[Collection entries]
****

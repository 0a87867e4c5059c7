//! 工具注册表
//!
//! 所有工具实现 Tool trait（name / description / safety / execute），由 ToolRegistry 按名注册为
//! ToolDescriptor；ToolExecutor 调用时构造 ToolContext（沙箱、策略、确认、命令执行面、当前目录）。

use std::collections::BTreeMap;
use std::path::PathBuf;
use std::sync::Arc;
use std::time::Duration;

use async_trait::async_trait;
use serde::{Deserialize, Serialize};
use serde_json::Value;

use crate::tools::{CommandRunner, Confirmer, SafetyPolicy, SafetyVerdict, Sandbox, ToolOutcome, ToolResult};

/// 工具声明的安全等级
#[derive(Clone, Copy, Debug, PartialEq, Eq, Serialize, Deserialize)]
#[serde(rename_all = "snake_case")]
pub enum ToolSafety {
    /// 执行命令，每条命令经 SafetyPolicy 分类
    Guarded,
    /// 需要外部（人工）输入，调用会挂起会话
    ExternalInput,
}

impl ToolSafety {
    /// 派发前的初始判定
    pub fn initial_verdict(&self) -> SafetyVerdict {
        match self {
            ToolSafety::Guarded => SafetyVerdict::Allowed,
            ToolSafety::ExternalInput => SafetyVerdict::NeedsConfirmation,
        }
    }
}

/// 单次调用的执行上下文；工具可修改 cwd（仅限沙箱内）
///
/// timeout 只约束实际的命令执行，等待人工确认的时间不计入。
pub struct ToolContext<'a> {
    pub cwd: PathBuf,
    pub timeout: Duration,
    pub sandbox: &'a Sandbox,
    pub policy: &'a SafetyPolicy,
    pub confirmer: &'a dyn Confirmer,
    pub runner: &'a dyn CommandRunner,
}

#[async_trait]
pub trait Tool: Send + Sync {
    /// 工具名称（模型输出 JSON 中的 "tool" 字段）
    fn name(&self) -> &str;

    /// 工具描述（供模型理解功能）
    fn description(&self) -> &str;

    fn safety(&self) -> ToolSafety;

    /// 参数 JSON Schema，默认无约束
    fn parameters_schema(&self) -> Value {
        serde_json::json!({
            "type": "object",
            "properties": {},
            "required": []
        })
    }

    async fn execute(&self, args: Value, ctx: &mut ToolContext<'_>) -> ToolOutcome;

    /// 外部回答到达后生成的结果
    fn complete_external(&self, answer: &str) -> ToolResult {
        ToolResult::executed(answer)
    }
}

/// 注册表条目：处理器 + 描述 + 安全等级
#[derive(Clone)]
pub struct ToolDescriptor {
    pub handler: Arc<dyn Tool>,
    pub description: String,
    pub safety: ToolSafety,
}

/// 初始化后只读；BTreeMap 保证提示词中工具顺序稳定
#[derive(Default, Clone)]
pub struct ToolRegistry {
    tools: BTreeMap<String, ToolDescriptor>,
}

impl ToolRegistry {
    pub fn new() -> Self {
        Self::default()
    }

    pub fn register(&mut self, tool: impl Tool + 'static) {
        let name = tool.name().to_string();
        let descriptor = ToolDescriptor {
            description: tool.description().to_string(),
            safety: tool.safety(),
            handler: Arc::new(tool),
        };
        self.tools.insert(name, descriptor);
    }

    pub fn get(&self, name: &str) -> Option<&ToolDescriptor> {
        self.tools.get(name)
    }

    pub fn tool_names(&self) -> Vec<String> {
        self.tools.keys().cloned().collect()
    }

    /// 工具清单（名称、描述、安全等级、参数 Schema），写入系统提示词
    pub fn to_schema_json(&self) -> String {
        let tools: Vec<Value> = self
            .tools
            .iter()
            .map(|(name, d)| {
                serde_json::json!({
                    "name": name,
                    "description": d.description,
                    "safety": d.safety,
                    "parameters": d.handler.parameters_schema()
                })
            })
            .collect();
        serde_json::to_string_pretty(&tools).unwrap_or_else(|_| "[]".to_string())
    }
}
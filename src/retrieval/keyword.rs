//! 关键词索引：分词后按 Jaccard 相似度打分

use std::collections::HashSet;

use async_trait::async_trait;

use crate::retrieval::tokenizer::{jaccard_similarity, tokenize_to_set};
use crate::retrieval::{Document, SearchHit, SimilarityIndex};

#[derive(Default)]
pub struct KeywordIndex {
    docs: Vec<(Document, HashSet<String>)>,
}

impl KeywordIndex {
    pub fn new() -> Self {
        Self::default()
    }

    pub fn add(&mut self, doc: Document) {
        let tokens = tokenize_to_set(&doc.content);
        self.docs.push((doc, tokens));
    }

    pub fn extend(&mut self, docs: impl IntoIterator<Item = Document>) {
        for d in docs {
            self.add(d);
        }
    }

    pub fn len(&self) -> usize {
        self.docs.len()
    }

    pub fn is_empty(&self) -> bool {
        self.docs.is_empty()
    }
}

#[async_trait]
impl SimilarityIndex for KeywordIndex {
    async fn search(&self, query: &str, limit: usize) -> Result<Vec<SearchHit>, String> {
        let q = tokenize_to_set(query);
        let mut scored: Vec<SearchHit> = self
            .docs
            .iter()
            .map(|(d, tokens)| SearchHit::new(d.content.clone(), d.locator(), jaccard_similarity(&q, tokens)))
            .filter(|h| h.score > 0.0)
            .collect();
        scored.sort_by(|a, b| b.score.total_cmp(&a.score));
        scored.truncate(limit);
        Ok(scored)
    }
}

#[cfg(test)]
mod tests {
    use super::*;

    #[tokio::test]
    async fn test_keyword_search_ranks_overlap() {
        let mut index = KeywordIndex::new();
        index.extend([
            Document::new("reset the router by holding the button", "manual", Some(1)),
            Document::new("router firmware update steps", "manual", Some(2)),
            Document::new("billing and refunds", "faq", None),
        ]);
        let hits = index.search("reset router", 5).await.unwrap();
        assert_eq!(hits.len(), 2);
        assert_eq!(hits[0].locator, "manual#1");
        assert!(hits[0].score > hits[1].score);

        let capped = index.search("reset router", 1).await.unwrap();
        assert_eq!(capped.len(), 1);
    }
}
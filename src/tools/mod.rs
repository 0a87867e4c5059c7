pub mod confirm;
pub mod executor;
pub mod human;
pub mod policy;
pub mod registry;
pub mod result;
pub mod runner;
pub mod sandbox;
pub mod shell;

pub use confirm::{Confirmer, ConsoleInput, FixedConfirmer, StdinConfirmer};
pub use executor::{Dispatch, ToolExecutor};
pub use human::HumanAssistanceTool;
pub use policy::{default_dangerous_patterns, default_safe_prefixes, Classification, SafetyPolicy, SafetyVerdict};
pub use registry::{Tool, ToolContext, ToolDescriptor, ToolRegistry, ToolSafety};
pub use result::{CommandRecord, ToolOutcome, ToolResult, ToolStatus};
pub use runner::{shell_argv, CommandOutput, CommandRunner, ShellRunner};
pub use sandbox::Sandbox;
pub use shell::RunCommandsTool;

****

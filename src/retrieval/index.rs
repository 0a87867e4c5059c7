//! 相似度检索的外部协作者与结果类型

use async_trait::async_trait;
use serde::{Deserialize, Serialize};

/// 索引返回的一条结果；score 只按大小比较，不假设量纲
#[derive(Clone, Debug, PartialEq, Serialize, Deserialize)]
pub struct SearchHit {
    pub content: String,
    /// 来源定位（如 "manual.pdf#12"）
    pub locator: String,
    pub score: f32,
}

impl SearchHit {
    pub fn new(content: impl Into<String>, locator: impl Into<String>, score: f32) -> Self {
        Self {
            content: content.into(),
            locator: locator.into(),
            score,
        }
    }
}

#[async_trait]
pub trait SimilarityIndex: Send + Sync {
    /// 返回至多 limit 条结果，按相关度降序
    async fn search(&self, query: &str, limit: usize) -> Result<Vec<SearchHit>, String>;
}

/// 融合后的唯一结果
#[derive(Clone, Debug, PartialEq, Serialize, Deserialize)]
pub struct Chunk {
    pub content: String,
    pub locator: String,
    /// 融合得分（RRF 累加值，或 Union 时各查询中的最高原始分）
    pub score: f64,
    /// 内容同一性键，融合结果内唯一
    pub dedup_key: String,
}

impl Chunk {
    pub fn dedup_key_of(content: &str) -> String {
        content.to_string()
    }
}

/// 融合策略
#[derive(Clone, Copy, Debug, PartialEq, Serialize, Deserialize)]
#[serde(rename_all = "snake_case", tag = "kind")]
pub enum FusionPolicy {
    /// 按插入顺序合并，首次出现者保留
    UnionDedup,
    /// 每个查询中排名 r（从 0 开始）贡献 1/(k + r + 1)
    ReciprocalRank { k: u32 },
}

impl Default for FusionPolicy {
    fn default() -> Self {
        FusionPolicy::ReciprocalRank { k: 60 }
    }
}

****

EXERCISE REQUIREMENTS: A word-for-word copy of the lines above from the one with "self.docs.push((doc, tokens));" through the one with "#[tokio::test]", inclusive, is the only output wanted.

ANSWER BOX:
        self.docs.push((doc, tokens));
    }

    pub fn extend(&mut self, docs: impl IntoIterator<Item = Document>) {
        for d in docs {
            self.add(d);
        }
    }

    pub fn len(&self) -> usize {
        self.docs.len()
    }

    pub fn is_empty(&self) -> bool {
        self.docs.is_empty()
    }
}

#[async_trait]
impl SimilarityIndex for KeywordIndex {
    async fn search(&self, query: &str, limit: usize) -> Result<Vec<SearchHit>, String> {
        let q = tokenize_to_set(query);
        let mut scored: Vec<SearchHit> = self
            .docs
            .iter()
            .map(|(d, tokens)| SearchHit::new(d.content.clone(), d.locator(), jaccard_similarity(&q, tokens)))
            .filter(|h| h.score > 0.0)
            .collect();
        scored.sort_by(|a, b| b.score.total_cmp(&a.score));
        scored.truncate(limit);
        Ok(scored)
    }
}

#[cfg(test)]
mod tests {
    use super::*;

    #[tokio::test]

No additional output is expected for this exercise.